Stored entries
== Segment start ==

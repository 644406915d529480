//! Launch orchestration.
//!
//! `create` takes one request to a single outcome:
//!
//! ```text
//! Building ─► TargetResolution ─► DefinitionRegistered ─► Launching ─┬─► Scheduled
//!                                                                    └─► RolledBack
//! ```
//!
//! Both launch modes share the register → launch → interpret → rollback
//! skeleton; they differ only in the [`LaunchPlan`] handed to it. A
//! definition registered by a failed attempt is deregistered and deleted
//! before the error is returned.

use std::sync::Arc;

use elastic_backend::{
    AwsVpcConfiguration, BackendResult, CapacityProviderStrategyItem, EcsApi, LaunchOutcome,
    LaunchType, NetworkConfiguration, RunTask, StartTask,
};
use elastic_core::{ConsoleLog, ElasticProfile, OwnershipLabels, PluginSettings, ScheduleRequest};
use elastic_placement::{BackingTarget, InstanceSelector, SpotCapacity};
use tracing::{debug, info, warn};

use crate::error::{SchedulerError, SchedulerResult};
use crate::registry::{DefinitionRegistry, RegisteredDefinition};
use crate::task::{ScheduledTask, TaskTarget};
use crate::task_spec::{SpecError, TaskSpecification};

pub const FARGATE: &str = "FARGATE";
pub const FARGATE_SPOT: &str = "FARGATE_SPOT";

const STOP_REASON: &str = "Stopped by elastic agent server.";

/// Progress of one `create` call.
#[derive(Debug, Clone, Copy, PartialEq, Eq)]
pub enum LaunchState {
    Building,
    TargetResolution,
    DefinitionRegistered,
    Launching,
    Scheduled,
    RolledBack,
}

/// How a registered definition gets launched.
#[derive(Debug, Clone, PartialEq, Eq)]
pub enum LaunchPlan {
    /// `start_task` on a chosen container instance.
    InstanceBacked { target: BackingTarget },
    /// `run_task` on backend capacity, first with a capacity provider
    /// strategy and, if that is rejected, once with the plain launch type.
    Serverless {
        network: NetworkConfiguration,
        capacity: CapacityProviderStrategyItem,
    },
}

impl LaunchPlan {
    /// Serverless plan for a profile. Subnets and security groups come from
    /// the profile when set there, else from the settings.
    pub fn serverless(
        task_name: &str,
        settings: &PluginSettings,
        profile: &ElasticProfile,
    ) -> SchedulerResult<Self> {
        let subnets = if profile.subnet_ids.is_empty() {
            settings.subnet_ids.clone()
        } else {
            profile.subnet_ids.clone()
        };
        if subnets.is_empty() {
            return Err(SpecError::NoSubnets(task_name.to_string()).into());
        }
        let security_groups = if profile.security_group_ids.is_empty() {
            settings.security_group_ids.clone()
        } else {
            profile.security_group_ids.clone()
        };
        let provider = if profile.run_as_spot_instance {
            FARGATE_SPOT
        } else {
            FARGATE
        };

        Ok(LaunchPlan::Serverless {
            network: NetworkConfiguration {
                awsvpc_configuration: AwsVpcConfiguration {
                    subnets,
                    security_groups,
                    assign_public_ip: false,
                },
            },
            capacity: CapacityProviderStrategyItem::new(provider),
        })
    }

    fn task_target(&self, profile: &ElasticProfile) -> TaskTarget {
        match self {
            LaunchPlan::InstanceBacked { target } => TaskTarget::Real {
                ec2_instance_id: target.ec2_instance_id.clone(),
            },
            LaunchPlan::Serverless { .. } => TaskTarget::synthetic(profile.run_as_spot_instance),
        }
    }
}

/// Creates and stops agent tasks. Shareable behind `Arc`; holds no
/// per-request state.
pub struct TaskOrchestrator {
    ecs: Arc<dyn EcsApi>,
    selector: Arc<dyn InstanceSelector>,
    spot: Arc<dyn SpotCapacity>,
    registry: DefinitionRegistry,
    server_id: String,
}

impl TaskOrchestrator {
    pub fn new(
        ecs: Arc<dyn EcsApi>,
        selector: Arc<dyn InstanceSelector>,
        spot: Arc<dyn SpotCapacity>,
        server_id: impl Into<String>,
    ) -> Self {
        Self {
            registry: DefinitionRegistry::new(ecs.clone()),
            ecs,
            selector,
            spot,
            server_id: server_id.into(),
        }
    }

    pub fn server_id(&self) -> &str {
        &self.server_id
    }

    /// Provision one agent task.
    ///
    /// Returns `Ok(None)` when the request was handed to spot capacity;
    /// the task then shows up through reconciliation, if at all.
    pub async fn create(
        &self,
        request: &ScheduleRequest,
        settings: &PluginSettings,
        console: &dyn ConsoleLog,
    ) -> SchedulerResult<Option<ScheduledTask>> {
        let profile = &request.profile;
        transition(None, LaunchState::Building);
        let spec = TaskSpecification::build(request, settings, &self.server_id)?;
        let name = spec.name.as_str();

        let plan = if profile.is_serverless() {
            console.append("This is a serverless task request. Not creating a container instance.");
            info!(task = %name, "serverless task request");
            LaunchPlan::serverless(name, settings, profile)?
        } else {
            transition(Some(name), LaunchState::TargetResolution);
            match self.resolve_target(&spec, settings, profile, console).await? {
                Some(target) => LaunchPlan::InstanceBacked { target },
                None => return Ok(None),
            }
        };

        self.launch(&spec, plan, request, settings, console)
            .await
            .map(Some)
    }

    /// Find a running instance, else hand off to spot or create one.
    async fn resolve_target(
        &self,
        spec: &TaskSpecification,
        settings: &PluginSettings,
        profile: &ElasticProfile,
        console: &dyn ConsoleLog,
    ) -> SchedulerResult<Option<BackingTarget>> {
        let found = self
            .selector
            .instance_for_scheduling(settings, profile, &spec.container)
            .await
            .map_err(SchedulerError::InstanceProvisioning)?;

        if let Some(target) = found {
            console.append(
                "Found an existing container instance matching the task's platform. Not starting a new instance...",
            );
            return Ok(Some(target));
        }

        console.append("No running instance found to run the task for the current job.");
        info!(
            task = %spec.name,
            platform = profile.platform.label(),
            spot = profile.run_as_spot_instance,
            "no running instance found"
        );

        if profile.run_as_spot_instance {
            self.spot.request(settings, profile, console).await;
            return Ok(None);
        }

        let target = self
            .selector
            .create_instance(settings, profile, console)
            .await
            .map_err(SchedulerError::InstanceProvisioning)?;
        Ok(Some(target))
    }

    /// The shared register → launch → interpret → rollback skeleton.
    async fn launch(
        &self,
        spec: &TaskSpecification,
        plan: LaunchPlan,
        request: &ScheduleRequest,
        settings: &PluginSettings,
        console: &dyn ConsoleLog,
    ) -> SchedulerResult<ScheduledTask> {
        let name = spec.name.as_str();
        let profile = &request.profile;

        console.append("Registering task definition with cluster...");
        let registered = self.registry.register(spec).await?;
        console.append("Done registering task definition with cluster.");
        transition(Some(name), LaunchState::DefinitionRegistered);

        transition(Some(name), LaunchState::Launching);
        let outcome = match self.dispatch(&plan, &registered, settings, console).await {
            Ok(outcome) => outcome,
            Err(e) => {
                warn!(task = %name, error = %e, "launch call failed, rolling back");
                self.rollback(name, &registered).await;
                return Err(SchedulerError::Backend(e));
            }
        };

        let started = outcome.is_started();
        let LaunchOutcome { tasks, failures } = outcome;
        let task = match tasks.into_iter().next() {
            Some(task) if started => task,
            _ => {
                self.rollback(name, &registered).await;
                return Err(SchedulerError::Launch {
                    task_name: name.to_string(),
                    failures,
                });
            }
        };

        let target = plan.task_target(profile);
        match &target {
            TaskTarget::Real { ec2_instance_id } if profile.run_as_spot_instance => {
                console.append(
                    "[WARNING] The task is scheduled on a spot instance. A spot instance termination would re-schedule the job.",
                );
                info!(task = %name, %ec2_instance_id, "task scheduled on spot instance");
            }
            TaskTarget::Real { ec2_instance_id } => {
                console.append(&format!(
                    "Task {name} scheduled on container instance {ec2_instance_id}."
                ));
                info!(task = %name, %ec2_instance_id, "task scheduled");
            }
            _ => {
                console.append(&format!("Task {name} scheduled on serverless capacity."));
                info!(task = %name, "task scheduled on serverless capacity");
            }
        }
        transition(Some(name), LaunchState::Scheduled);

        let labels = OwnershipLabels {
            server_id: self.server_id.clone(),
            job_identifier: request.job_identifier.clone(),
            environment: request.environment.clone(),
            profile: profile.clone(),
        };
        Ok(ScheduledTask::new(
            &task,
            &registered.definition,
            labels,
            target,
        ))
    }

    async fn dispatch(
        &self,
        plan: &LaunchPlan,
        registered: &RegisteredDefinition,
        settings: &PluginSettings,
        console: &dyn ConsoleLog,
    ) -> BackendResult<LaunchOutcome> {
        match plan {
            LaunchPlan::InstanceBacked { target } => {
                console.append("Starting task to perform the current job...");
                let request = StartTask {
                    cluster: settings.cluster_name.clone(),
                    task_definition: registered.arn.clone(),
                    container_instances: vec![target.container_instance_arn.clone()],
                    started_by: Some(settings.plugin_id.clone()),
                };
                debug!(?request, "starting task");
                self.ecs.start_task(request).await
            }
            LaunchPlan::Serverless { network, capacity } => {
                console.append(&format!(
                    "Starting {} task to perform the current job...",
                    capacity.capacity_provider
                ));
                let request = RunTask {
                    cluster: settings.cluster_name.clone(),
                    task_definition: registered.arn.clone(),
                    capacity_provider_strategy: vec![capacity.clone()],
                    launch_type: None,
                    network_configuration: Some(network.clone()),
                    started_by: Some(settings.plugin_id.clone()),
                };
                debug!(?request, "running task with capacity provider strategy");
                match self.ecs.run_task(request.clone()).await {
                    Err(e) if e.is_invalid_parameter() => {
                        info!(
                            family = %registered.family,
                            error = %e,
                            "capacity provider strategy rejected, falling back to launch type"
                        );
                        let fallback = RunTask {
                            capacity_provider_strategy: Vec::new(),
                            launch_type: Some(LaunchType::Fargate),
                            ..request
                        };
                        self.ecs.run_task(fallback).await
                    }
                    other => other,
                }
            }
        }
    }

    async fn rollback(&self, name: &str, registered: &RegisteredDefinition) {
        self.registry.cleanup(&registered.arn).await;
        transition(Some(name), LaunchState::RolledBack);
    }

    /// Stop a task and remove its definition. Best-effort: sub-step
    /// failures are logged and the remaining steps still run.
    pub async fn stop_and_cleanup_task(&self, settings: &PluginSettings, task: &ScheduledTask) {
        info!(task = %task.name, arn = %task.task_arn, "stopping task");
        if let Err(e) = self
            .ecs
            .stop_task(&settings.cluster_name, &task.task_arn, STOP_REASON)
            .await
        {
            warn!(task = %task.name, error = %e, "failed to stop task");
        }
        self.registry.cleanup(&task.task_definition_arn).await;
    }
}

fn transition(task: Option<&str>, state: LaunchState) {
    debug!(task = task.unwrap_or("-"), ?state, "launch state");
}
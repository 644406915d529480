//! elastic-placement: picks the container instance an agent task runs on.
//!
//! This crate answers one question for instance-backed launches: is there
//! an existing container instance this task can go to, and if not, how do
//! we get one? It does NOT register or launch tasks (that's
//! `elastic-scheduler`).
//!
//! # Components
//!
//! - **`fit`**: Instance fit scoring (platform, capacity, bin-packing)
//! - **`strategy`**: Selection strategies keyed on the stop policy
//! - **`selector`**: The `InstanceSelector` seam and its backend-driven implementation
//! - **`spot`**: The fire-and-forget spot capacity seam
//! - **`memory`**: In-memory inventory used by tests and simulation

pub mod error;
pub mod fit;
pub mod memory;
pub mod selector;
pub mod spot;
pub mod strategy;

pub use error::{SelectionError, SelectionResult};
pub use fit::{FitRequirements, InstanceScore, rank_instances, score_instance};
pub use memory::MemoryInventory;
pub use selector::{BackingTarget, InstanceInventory, InstanceSelector, StrategySelector};
pub use spot::{LoggingSpotCapacity, SpotCapacity};
pub use strategy::{SelectionStrategy, strategy_for};
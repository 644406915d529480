//! Task specification builder.
//!
//! Turns a [`ScheduleRequest`] into the single-container task definition
//! registered for one agent. Construction is pure: nothing here talks to
//! the backend.

use std::collections::BTreeMap;

use elastic_backend::{
    Compatibility, ContainerDefinition, MountPoint, NetworkMode, RegisterTaskDefinition, Volume,
};
use elastic_core::{
    ElasticProfile, LabelError, OwnershipLabels, Platform, PluginSettings, ScheduleRequest,
    StopPolicy,
};
use thiserror::Error;
use uuid::Uuid;

pub const ENV_SERVER_URL: &str = "GO_EA_SERVER_URL";
pub const ENV_AUTO_REGISTER_KEY: &str = "GO_EA_AUTO_REGISTER_KEY";
pub const ENV_AUTO_REGISTER_ENVIRONMENT: &str = "GO_EA_AUTO_REGISTER_ENVIRONMENT";
pub const ENV_ELASTIC_AGENT_ID: &str = "GO_EA_AUTO_REGISTER_ELASTIC_AGENT_ID";
pub const ENV_ELASTIC_PLUGIN_ID: &str = "GO_EA_AUTO_REGISTER_ELASTIC_PLUGIN_ID";

const DOCKER_SOCKET: &str = "/var/run/docker.sock";
const DOCKER_SOCKET_VOLUME: &str = "docker_sock";

/// Task-level CPU for serverless tasks whose profile leaves it unset.
const DEFAULT_SERVERLESS_CPU: u32 = 256;

pub type SpecResult<T> = Result<T, SpecError>;

#[derive(Debug, Error)]
pub enum SpecError {
    #[error("profile image must not be empty")]
    EmptyImage,

    #[error("profile memory must be greater than zero")]
    ZeroMemory,

    #[error("malformed environment line {0:?}, expected KEY=VALUE")]
    MalformedEnvironment(String),

    #[error("serverless task {0} has no subnets configured")]
    NoSubnets(String),

    #[error(transparent)]
    Label(#[from] LabelError),
}

/// Everything registered for one agent task.
#[derive(Debug, Clone, PartialEq, Eq)]
pub struct TaskSpecification {
    /// `GoCD<uuid>`; also the definition family and container name.
    pub name: String,
    pub container: ContainerDefinition,
    pub volumes: Vec<Volume>,
    pub stop_policy: StopPolicy,
    pub network_mode: NetworkMode,
    pub compatibility: Compatibility,
    /// Task-level sizing, serverless only.
    pub task_cpu: Option<String>,
    pub task_memory: Option<String>,
    pub task_role_arn: Option<String>,
    pub execution_role_arn: Option<String>,
}

/// A fresh task name. Never reused, even across retries of the same job.
pub fn new_task_name() -> String {
    format!("GoCD{}", Uuid::new_v4().simple())
}

impl TaskSpecification {
    /// Build a specification under a freshly generated name.
    pub fn build(
        request: &ScheduleRequest,
        settings: &PluginSettings,
        server_id: &str,
    ) -> SpecResult<Self> {
        Self::build_named(new_task_name(), request, settings, server_id)
    }

    pub fn build_named(
        name: String,
        request: &ScheduleRequest,
        settings: &PluginSettings,
        server_id: &str,
    ) -> SpecResult<Self> {
        let profile = &request.profile;
        if profile.image.trim().is_empty() {
            return Err(SpecError::EmptyImage);
        }
        if profile.memory_mib == 0 {
            return Err(SpecError::ZeroMemory);
        }

        let environment = container_environment(&name, request, settings)?;
        let docker_labels = OwnershipLabels {
            server_id: server_id.to_string(),
            job_identifier: request.job_identifier.clone(),
            environment: request.environment.clone(),
            profile: profile.clone(),
        }
        .encode(&settings.plugin_id)?;

        let serverless = profile.is_serverless();
        let (volumes, mount_points) = if mounts_docker_socket(profile) {
            (
                vec![Volume {
                    name: DOCKER_SOCKET_VOLUME.to_string(),
                    host_path: Some(DOCKER_SOCKET.to_string()),
                }],
                vec![MountPoint {
                    source_volume: DOCKER_SOCKET_VOLUME.to_string(),
                    container_path: DOCKER_SOCKET.to_string(),
                    read_only: false,
                }],
            )
        } else {
            (Vec::new(), Vec::new())
        };

        let container = ContainerDefinition {
            name: name.clone(),
            image: profile.image.clone(),
            command: profile.command.clone(),
            environment,
            docker_labels,
            memory: Some(profile.memory_mib),
            memory_reservation: profile.reserved_memory_mib,
            cpu: profile.cpu,
            privileged: profile.privileged && !serverless,
            essential: true,
            mount_points,
            log_configuration: settings.log.clone(),
        };

        let (network_mode, compatibility, task_cpu, task_memory) = if serverless {
            let cpu = if profile.cpu == 0 {
                DEFAULT_SERVERLESS_CPU
            } else {
                profile.cpu
            };
            (
                NetworkMode::Awsvpc,
                Compatibility::Fargate,
                Some(cpu.to_string()),
                Some(profile.memory_mib.to_string()),
            )
        } else {
            let mode = match profile.platform {
                Platform::Linux => NetworkMode::Bridge,
                Platform::Windows => NetworkMode::Default,
            };
            (mode, Compatibility::Ec2, None, None)
        };

        Ok(Self {
            name,
            container,
            volumes,
            stop_policy: settings.stop_policy_for(profile.platform),
            network_mode,
            compatibility,
            task_cpu,
            task_memory,
            task_role_arn: profile.task_role_arn.clone(),
            execution_role_arn: profile.execution_role_arn.clone(),
        })
    }

    /// The registration request for this specification.
    pub fn to_register_request(&self) -> RegisterTaskDefinition {
        RegisterTaskDefinition {
            family: self.name.clone(),
            container_definitions: vec![self.container.clone()],
            volumes: self.volumes.clone(),
            network_mode: self.network_mode,
            requires_compatibilities: vec![self.compatibility],
            cpu: self.task_cpu.clone(),
            memory: self.task_memory.clone(),
            task_role_arn: self.task_role_arn.clone(),
            execution_role_arn: self.execution_role_arn.clone(),
        }
    }
}

// Host volumes only exist on instance-backed linux tasks.
fn mounts_docker_socket(profile: &ElasticProfile) -> bool {
    profile.mount_docker_socket && profile.platform == Platform::Linux && !profile.is_serverless()
}

/// Agent auto-registration variables, then settings-level environment,
/// then the profile's `KEY=VALUE` lines. Later entries win.
fn container_environment(
    name: &str,
    request: &ScheduleRequest,
    settings: &PluginSettings,
) -> SpecResult<BTreeMap<String, String>> {
    let mut env = BTreeMap::new();
    env.insert(ENV_SERVER_URL.to_string(), settings.go_server_url.clone());
    env.insert(
        ENV_AUTO_REGISTER_KEY.to_string(),
        request.auto_register_key.clone(),
    );
    env.insert(
        ENV_AUTO_REGISTER_ENVIRONMENT.to_string(),
        request.environment.clone(),
    );
    env.insert(ENV_ELASTIC_AGENT_ID.to_string(), name.to_string());
    env.insert(ENV_ELASTIC_PLUGIN_ID.to_string(), settings.plugin_id.clone());

    for (key, value) in &settings.environment {
        env.insert(key.clone(), value.clone());
    }

    for line in &request.profile.environment {
        let line = line.trim();
        if line.is_empty() {
            continue;
        }
        match line.split_once('=') {
            Some((key, value)) if !key.trim().is_empty() => {
                env.insert(key.trim().to_string(), value.to_string());
            }
            _ => return Err(SpecError::MalformedEnvironment(line.to_string())),
        }
    }
    Ok(env)
}
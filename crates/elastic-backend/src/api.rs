//! The backend API consumed by the scheduler.

use async_trait::async_trait;

use crate::error::BackendResult;
use crate::model::*;

/// Task and task definition operations of the orchestration backend.
///
/// Every call is a network round trip; none of them retry. Implementations
/// must be shareable across tasks.
#[async_trait]
pub trait EcsApi: Send + Sync {
    async fn register_task_definition(
        &self,
        request: RegisterTaskDefinition,
    ) -> BackendResult<TaskDefinition>;

    /// Mark a definition inactive. Already-inactive definitions are accepted.
    async fn deregister_task_definition(&self, arn: &str) -> BackendResult<TaskDefinition>;

    /// Permanently remove inactive definitions.
    async fn delete_task_definitions(&self, arns: &[String]) -> BackendResult<()>;

    async fn describe_task_definition(&self, arn: &str) -> BackendResult<TaskDefinition>;

    /// Start a task on explicit container instances.
    async fn start_task(&self, request: StartTask) -> BackendResult<LaunchOutcome>;

    /// Run a task on backend-placed capacity.
    async fn run_task(&self, request: RunTask) -> BackendResult<LaunchOutcome>;

    async fn stop_task(&self, cluster: &str, task_arn: &str, reason: &str) -> BackendResult<Task>;

    async fn list_tasks(&self, request: ListTasks) -> BackendResult<Vec<String>>;

    /// Describe tasks. Unknown ARNs are omitted from the result.
    async fn describe_tasks(&self, cluster: &str, task_arns: &[String]) -> BackendResult<Vec<Task>>;

    async fn list_container_instances(&self, cluster: &str) -> BackendResult<Vec<String>>;

    async fn describe_container_instances(
        &self,
        cluster: &str,
        arns: &[String],
    ) -> BackendResult<Vec<ContainerInstance>>;
}
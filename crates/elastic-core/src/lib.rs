pub mod config;
pub mod console;
pub mod labels;
pub mod types;

pub use config::{ConfigError, ConfigResult, LogConfiguration, PluginSettings};
pub use console::{BufferConsole, ConsoleLog, NullConsole};
pub use labels::{LabelError, LabelResult, Labels, OwnershipLabels};
pub use types::*;
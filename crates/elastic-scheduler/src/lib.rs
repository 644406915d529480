//! elastic-scheduler: provisioning and reconciling build-agent tasks.
//!
//! Turns a `ScheduleRequest` (from `elastic-core`) into a running task on
//! the container backend (`elastic-backend`). The orchestrator:
//!
//! - Builds the task specification (name, environment, ownership labels)
//! - Resolves an instance via `elastic-placement`, or hands off to spot
//! - Registers the definition, launches, and rolls back on failure
//! - Stops tasks and removes their definitions
//!
//! The reconciler rebuilds this server's task view from backend state,
//! and `ReconcileLoop` does so on a fixed interval.
//!
//! # Architecture
//!
//! ```text
//! TaskOrchestrator
//!   ├── TaskSpecification (pure builder)
//!   ├── InstanceSelector / SpotCapacity (instance-backed targets)
//!   ├── DefinitionRegistry (register, cleanup)
//!   └── EcsApi (start_task / run_task / stop_task)
//!
//! ReconcileLoop
//!   ├── Reconciler (list, describe, from_task_info)
//!   └── TaskRegistry (name → ScheduledTask)
//! ```

pub mod error;
pub mod orchestrator;
pub mod reconcile;
pub mod registry;
pub mod task;
pub mod task_registry;
pub mod task_spec;

pub use error::{SchedulerError, SchedulerResult, format_failures};
pub use orchestrator::{FARGATE, FARGATE_SPOT, LaunchPlan, LaunchState, TaskOrchestrator};
pub use reconcile::{Reconciler, from_task_info};
pub use registry::{DefinitionRegistry, RegisteredDefinition};
pub use task::{RunningContainer, ScheduledTask, TaskTarget};
pub use task_registry::{ReconcileLoop, TaskRegistry};
pub use task_spec::{SpecError, SpecResult, TaskSpecification, new_task_name};
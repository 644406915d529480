//! Shared fixtures: an orchestrator wired to the in-memory backend.

#![allow(dead_code)]

use std::sync::Arc;
use std::sync::atomic::{AtomicU32, Ordering};

use async_trait::async_trait;
use elastic_backend::MemoryEcs;
use elastic_core::{
    BufferConsole, ConsoleLog, ElasticProfile, JobIdentifier, LaunchMode, PluginSettings,
    ScheduleRequest,
};
use elastic_placement::{MemoryInventory, SpotCapacity, StrategySelector};
use elastic_scheduler::{Reconciler, TaskOrchestrator};

pub const SERVER_ID: &str = "server-A";

/// Counts spot requests.
#[derive(Default)]
pub struct RecordingSpot {
    requests: AtomicU32,
}

impl RecordingSpot {
    pub fn requests(&self) -> u32 {
        self.requests.load(Ordering::SeqCst)
    }
}

#[async_trait]
impl SpotCapacity for RecordingSpot {
    async fn request(
        &self,
        _settings: &PluginSettings,
        _profile: &ElasticProfile,
        console: &dyn ConsoleLog,
    ) {
        self.requests.fetch_add(1, Ordering::SeqCst);
        console.append("spot requested");
    }
}

pub struct Harness {
    pub ecs: MemoryEcs,
    pub inventory: MemoryInventory,
    pub spot: Arc<RecordingSpot>,
    pub orchestrator: TaskOrchestrator,
    pub console: BufferConsole,
    pub settings: PluginSettings,
}

impl Harness {
    pub fn new() -> Self {
        let ecs = MemoryEcs::new();
        let inventory = MemoryInventory::new(ecs.clone());
        let spot = Arc::new(RecordingSpot::default());
        let selector = StrategySelector::new(Arc::new(ecs.clone()), Arc::new(inventory.clone()));
        let orchestrator = TaskOrchestrator::new(
            Arc::new(ecs.clone()),
            Arc::new(selector),
            spot.clone(),
            SERVER_ID,
        );

        let mut settings = PluginSettings::new("https://ci.example.com/go", "agents");
        settings.subnet_ids = vec!["subnet-1".to_string()];
        settings.security_group_ids = vec!["sg-1".to_string()];

        Self {
            ecs,
            inventory,
            spot,
            orchestrator,
            console: BufferConsole::new(),
            settings,
        }
    }

    pub fn reconciler(&self, server_id: &str) -> Reconciler {
        Reconciler::new(Arc::new(self.ecs.clone()), server_id)
    }
}

pub fn job(job_id: u64) -> JobIdentifier {
    JobIdentifier {
        pipeline_name: "build".to_string(),
        pipeline_counter: 12,
        pipeline_label: "12".to_string(),
        stage_name: "test".to_string(),
        stage_counter: "1".to_string(),
        job_name: "unit".to_string(),
        job_id,
    }
}

pub fn instance_request(spot: bool) -> ScheduleRequest {
    let mut profile = ElasticProfile::new("gocd/gocd-agent-alpine", 1024);
    profile.cpu = 256;
    profile.run_as_spot_instance = spot;
    ScheduleRequest {
        job_identifier: job(1),
        environment: "prod".to_string(),
        profile,
        auto_register_key: "key".to_string(),
    }
}

pub fn serverless_request(spot: bool) -> ScheduleRequest {
    let mut request = instance_request(spot);
    request.profile.launch_mode = LaunchMode::Serverless;
    request
}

== Segment end ==

* [Aim of the exercise]: In the entries above, how many lines hold the word "bool"? Answer with the number only.

* [Answer space]: 3